// SPDX-FileCopyrightText: 2026 Mattia Egloff <mattia.egloff@pm.me>
//
// SPDX-License-Identifier: GPL-3.0-or-later

//! Frame Codec
//!
//! Binary framing for the multiplexed request/response protocol. Every
//! WebSocket binary message carries exactly one frame: either a request or a
//! response, correlated by a numeric id.
//!
//! Frames are protobuf encoded. The wire structs are private; callers work
//! with [`Frame`], [`RequestFrame`] and [`ResponseFrame`].

use prost::Message;

use super::error::{NetworkError, NetworkResult};

/// Maximum size of an encoded frame (256 KiB).
pub const MAX_FRAME_SIZE: usize = 256 * 1024;

/// Envelope discriminator on the wire.
#[derive(Clone, Copy, Debug, PartialEq, Eq, Hash, PartialOrd, Ord, prost::Enumeration)]
#[repr(i32)]
enum MessageType {
    Unknown = 0,
    Request = 1,
    Response = 2,
}

#[derive(Clone, PartialEq, Message)]
struct WireRequest {
    #[prost(string, optional, tag = "1")]
    verb: Option<String>,
    #[prost(string, optional, tag = "2")]
    path: Option<String>,
    #[prost(bytes = "vec", optional, tag = "3")]
    body: Option<Vec<u8>>,
    #[prost(uint64, optional, tag = "4")]
    id: Option<u64>,
    #[prost(string, repeated, tag = "5")]
    headers: Vec<String>,
}

#[derive(Clone, PartialEq, Message)]
struct WireResponse {
    #[prost(uint64, optional, tag = "1")]
    id: Option<u64>,
    #[prost(uint32, optional, tag = "2")]
    status: Option<u32>,
    #[prost(string, optional, tag = "3")]
    message: Option<String>,
    #[prost(bytes = "vec", optional, tag = "4")]
    body: Option<Vec<u8>>,
    #[prost(string, repeated, tag = "5")]
    headers: Vec<String>,
}

#[derive(Clone, PartialEq, Message)]
struct WireMessage {
    #[prost(enumeration = "MessageType", optional, tag = "1")]
    kind: Option<i32>,
    #[prost(message, optional, tag = "2")]
    request: Option<WireRequest>,
    #[prost(message, optional, tag = "3")]
    response: Option<WireResponse>,
}

/// An outgoing or incoming request.
#[derive(Debug, Clone, PartialEq, Eq, Default)]
pub struct RequestFrame {
    /// Correlation id, unique among pending requests of one sender.
    pub id: u64,
    /// HTTP-like verb (`GET`, `PUT`, ...).
    pub verb: String,
    /// Request path, including any query string.
    pub path: String,
    /// Optional body.
    pub body: Option<Vec<u8>>,
    /// Header lines in `name:value` form.
    pub headers: Vec<String>,
}

/// A response correlated to a request by id.
#[derive(Debug, Clone, PartialEq, Eq, Default)]
pub struct ResponseFrame {
    /// Id of the request being answered.
    pub id: u64,
    /// HTTP-like status code.
    pub status: u32,
    /// Status text.
    pub message: String,
    /// Optional body.
    pub body: Option<Vec<u8>>,
    /// Header lines in `name:value` form.
    pub headers: Vec<String>,
}

/// A single frame on the wire.
#[derive(Debug, Clone, PartialEq, Eq)]
pub enum Frame {
    /// Request from either side.
    Request(RequestFrame),
    /// Response from either side.
    Response(ResponseFrame),
}

impl Frame {
    /// Returns the correlation id of this frame.
    pub fn id(&self) -> u64 {
        match self {
            Frame::Request(request) => request.id,
            Frame::Response(response) => response.id,
        }
    }
}

/// Encodes a frame, rejecting anything larger than [`MAX_FRAME_SIZE`].
pub fn encode_frame(frame: &Frame) -> NetworkResult<Vec<u8>> {
    let wire = match frame {
        Frame::Request(request) => WireMessage {
            kind: Some(MessageType::Request as i32),
            request: Some(WireRequest {
                verb: Some(request.verb.clone()),
                path: Some(request.path.clone()),
                body: request.body.clone(),
                id: Some(request.id),
                headers: request.headers.clone(),
            }),
            response: None,
        },
        Frame::Response(response) => WireMessage {
            kind: Some(MessageType::Response as i32),
            request: None,
            response: Some(WireResponse {
                id: Some(response.id),
                status: Some(response.status),
                message: Some(response.message.clone()),
                body: response.body.clone(),
                headers: response.headers.clone(),
            }),
        },
    };

    let size = wire.encoded_len();
    if size > MAX_FRAME_SIZE {
        return Err(NetworkError::FrameTooLarge {
            size,
            max: MAX_FRAME_SIZE,
        });
    }

    Ok(wire.encode_to_vec())
}

/// Decodes a frame.
///
/// Fails with [`NetworkError::ProtocolViolation`] on malformed bytes, an
/// unknown envelope type, or a request/response missing its id.
pub fn decode_frame(bytes: &[u8]) -> NetworkResult<Frame> {
    if bytes.len() > MAX_FRAME_SIZE {
        return Err(NetworkError::FrameTooLarge {
            size: bytes.len(),
            max: MAX_FRAME_SIZE,
        });
    }

    let wire = WireMessage::decode(bytes)
        .map_err(|e| NetworkError::ProtocolViolation(format!("Malformed frame: {}", e)))?;

    let kind = wire
        .kind
        .and_then(|k| MessageType::try_from(k).ok())
        .unwrap_or(MessageType::Unknown);

    match kind {
        MessageType::Request => {
            let request = wire.request.ok_or_else(|| {
                NetworkError::ProtocolViolation("Request frame without request".into())
            })?;
            let id = request
                .id
                .ok_or_else(|| NetworkError::ProtocolViolation("Request without id".into()))?;
            Ok(Frame::Request(RequestFrame {
                id,
                verb: request.verb.unwrap_or_default(),
                path: request.path.unwrap_or_default(),
                body: request.body,
                headers: request.headers,
            }))
        }
        MessageType::Response => {
            let response = wire.response.ok_or_else(|| {
                NetworkError::ProtocolViolation("Response frame without response".into())
            })?;
            let id = response
                .id
                .ok_or_else(|| NetworkError::ProtocolViolation("Response without id".into()))?;
            Ok(Frame::Response(ResponseFrame {
                id,
                status: response.status.unwrap_or_default(),
                message: response.message.unwrap_or_default(),
                body: response.body,
                headers: response.headers,
            }))
        }
        MessageType::Unknown => Err(NetworkError::ProtocolViolation(
            "Unknown frame type".into(),
        )),
    }
}

// INLINE_TEST_REQUIRED: Exercises private wire structs directly to build malformed frames
#[cfg(test)]
mod tests {
    use super::*;

    #[test]
    fn test_request_without_id_is_violation() {
        let wire = WireMessage {
            kind: Some(MessageType::Request as i32),
            request: Some(WireRequest {
                verb: Some("GET".into()),
                path: Some("/".into()),
                ..Default::default()
            }),
            response: None,
        };
        let result = decode_frame(&wire.encode_to_vec());
        assert!(matches!(result, Err(NetworkError::ProtocolViolation(_))));
    }

    #[test]
    fn test_unknown_type_is_violation() {
        let wire = WireMessage {
            kind: Some(7),
            request: None,
            response: None,
        };
        let result = decode_frame(&wire.encode_to_vec());
        assert!(matches!(result, Err(NetworkError::ProtocolViolation(_))));
    }

    #[test]
    fn test_response_type_without_payload_is_violation() {
        let wire = WireMessage {
            kind: Some(MessageType::Response as i32),
            request: None,
            response: None,
        };
        assert!(decode_frame(&wire.encode_to_vec()).is_err());
    }

    #[test]
    fn test_missing_status_defaults_to_zero() {
        let wire = WireMessage {
            kind: Some(MessageType::Response as i32),
            request: None,
            response: Some(WireResponse {
                id: Some(9),
                ..Default::default()
            }),
        };
        let frame = decode_frame(&wire.encode_to_vec()).unwrap();
        match frame {
            Frame::Response(response) => {
                assert_eq!(response.id, 9);
                assert_eq!(response.status, 0);
            }
            other => panic!("unexpected frame {:?}", other),
        }
    }
}
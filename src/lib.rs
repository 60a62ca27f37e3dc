//! Market Arbitrage Engine
//!
//! Price aggregation across an on-chain DEX aggregator and a centralized
//! exchange, with cross-venue spread detection.
//!
//! # Guarantees
//! - Rate-limit compliance: one serialized limiter per provider
//! - Bounded staleness: every cached value carries its own TTL
//! - Partial failures shrink the result instead of failing it
//!
//! # Architecture
//! ```text
//! ┌─────────────────────────────────────────────────────┐
//! │                 MarketDataService                    │
//! │  get_token_price / get_multiple_token_prices         │
//! │  get_arbitrage_opportunities / select_chain          │
//! └──────────┬──────────────────────────┬───────────────┘
//!            │                          │
//!            ▼                          ▼
//! ┌─────────────────────┐    ┌─────────────────────────┐
//! │ MultiChain          │    │ ArbitrageEngine         │
//! │ Orchestrator        │    │  join by symbol, rank   │
//! └──────────┬──────────┘    └──────┬───────────┬──────┘
//!            │                      │           │
//!            ▼                      ▼           ▼
//! ┌─────────────────────────────────────┐ ┌───────────────┐
//! │       BatchedPriceFetcher           │ │ TickerSource  │
//! │  cache split, sub-batches, retry,   │ │ (CEX, own     │
//! │  per-item fallback                  │ │  RateLimiter) │
//! └───────┬─────────────────┬───────────┘ └───────────────┘
//!         ▼                 ▼
//! ┌──────────────┐  ┌──────────────┐
//! │ RateLimiter  │  │ PriceCache   │──▶ PriceSource (DEX aggregator)
//! └──────────────┘  └──────────────┘
//! ```

pub mod arbitrage;
pub mod cache;
pub mod cex_feed;
pub mod config;
pub mod error;
pub mod fetcher;
pub mod http;
pub mod models;
pub mod orchestrator;
pub mod price_feed;
pub mod rate_limiter;
pub mod service;

// Re-export commonly used types
pub use arbitrage::{ArbitrageEngine, SymbolRegistry};
pub use cache::{CacheKey, PriceCache};
pub use cex_feed::{ExchangeTickerFeed, MockTickerFeed, TickerSource};
pub use config::{EngineConfig, SpreadThresholds};
pub use error::{ConfigError, OrchestratorError, ProviderError};
pub use fetcher::BatchedPriceFetcher;
pub use http::{HttpClient, HttpResponse, ReqwestHttpClient, RequestSigner};
pub use models::{
    ArbitrageOpportunity,
    CexTicker,
    ChainDescriptor,
    PriceQuote,
    RiskLevel,
    TokenDescriptor,
    TokenKey,
};
pub use orchestrator::{ChainSnapshot, ChainState, MultiChainOrchestrator};
pub use price_feed::{DexAggregatorFeed, MockPriceFeed, PriceSource, TokenCatalog};
pub use rate_limiter::RateLimiter;
pub use service::{MarketDataService, Sources};

/// Version of the engine
pub const VERSION: &str = env!("CARGO_PKG_VERSION");

/// Name of the package
pub const NAME: &str = env!("CARGO_PKG_NAME");
//! error.rs - Error taxonomy for provider calls, configuration and chain loading

use thiserror::Error;

/// Failure of a single call to an external market-data provider.
///
/// Transient variants are retried by the batch fetcher; permanent variants
/// are handed back to the caller, which downgrades them to per-item failures.
#[derive(Error, Debug, Clone, PartialEq, Eq)]
pub enum ProviderError {
    #[error("provider rate limit exceeded")]
    RateLimited,

    #[error("provider server error: HTTP {status}")]
    Server { status: u16 },

    #[error("provider call timed out")]
    Timeout,

    #[error("network error: {0}")]
    Network(String),

    #[error("provider returned code {code}: {msg}")]
    Api { code: String, msg: String },

    #[error("malformed provider payload: {0}")]
    Malformed(String),

    #[error("authentication rejected: {0}")]
    Auth(String),

    #[error("unexpected HTTP status {status}")]
    HttpStatus { status: u16 },
}

impl ProviderError {
    /// Rate-limit signals, 5xx, timeouts and transport failures are worth another attempt.
    pub fn is_retryable(&self) -> bool {
        matches!(
            self,
            ProviderError::RateLimited
                | ProviderError::Server { .. }
                | ProviderError::Timeout
                | ProviderError::Network(_)
        )
    }

    pub fn is_rate_limited(&self) -> bool {
        matches!(self, ProviderError::RateLimited)
    }
}

/// Raised while building the engine, never during a fetch cycle.
#[derive(Error, Debug, Clone, PartialEq, Eq)]
pub enum ConfigError {
    #[error("missing credential: {0}")]
    MissingCredential(&'static str),

    #[error("invalid value for {key}: {reason}")]
    Invalid { key: String, reason: String },
}

/// Outcome of a chain selection that did not end in `Ready`.
#[derive(Error, Debug, Clone, PartialEq, Eq)]
pub enum OrchestratorError {
    #[error("chain {0} is not supported by the provider")]
    UnknownChain(String),

    #[error("failed to load chain data: {0}")]
    Load(#[from] ProviderError),

    #[error("selection of chain {chain_index} was superseded by a newer selection")]
    Superseded { chain_index: String },
}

++++++++++

[Assignment]
Among the lines above, list those that contain the word "private".

[Reply]
//! Frames are protobuf encoded. The wire structs are private; callers work
// INLINE_TEST_REQUIRED: Exercises private wire structs directly to build malformed frames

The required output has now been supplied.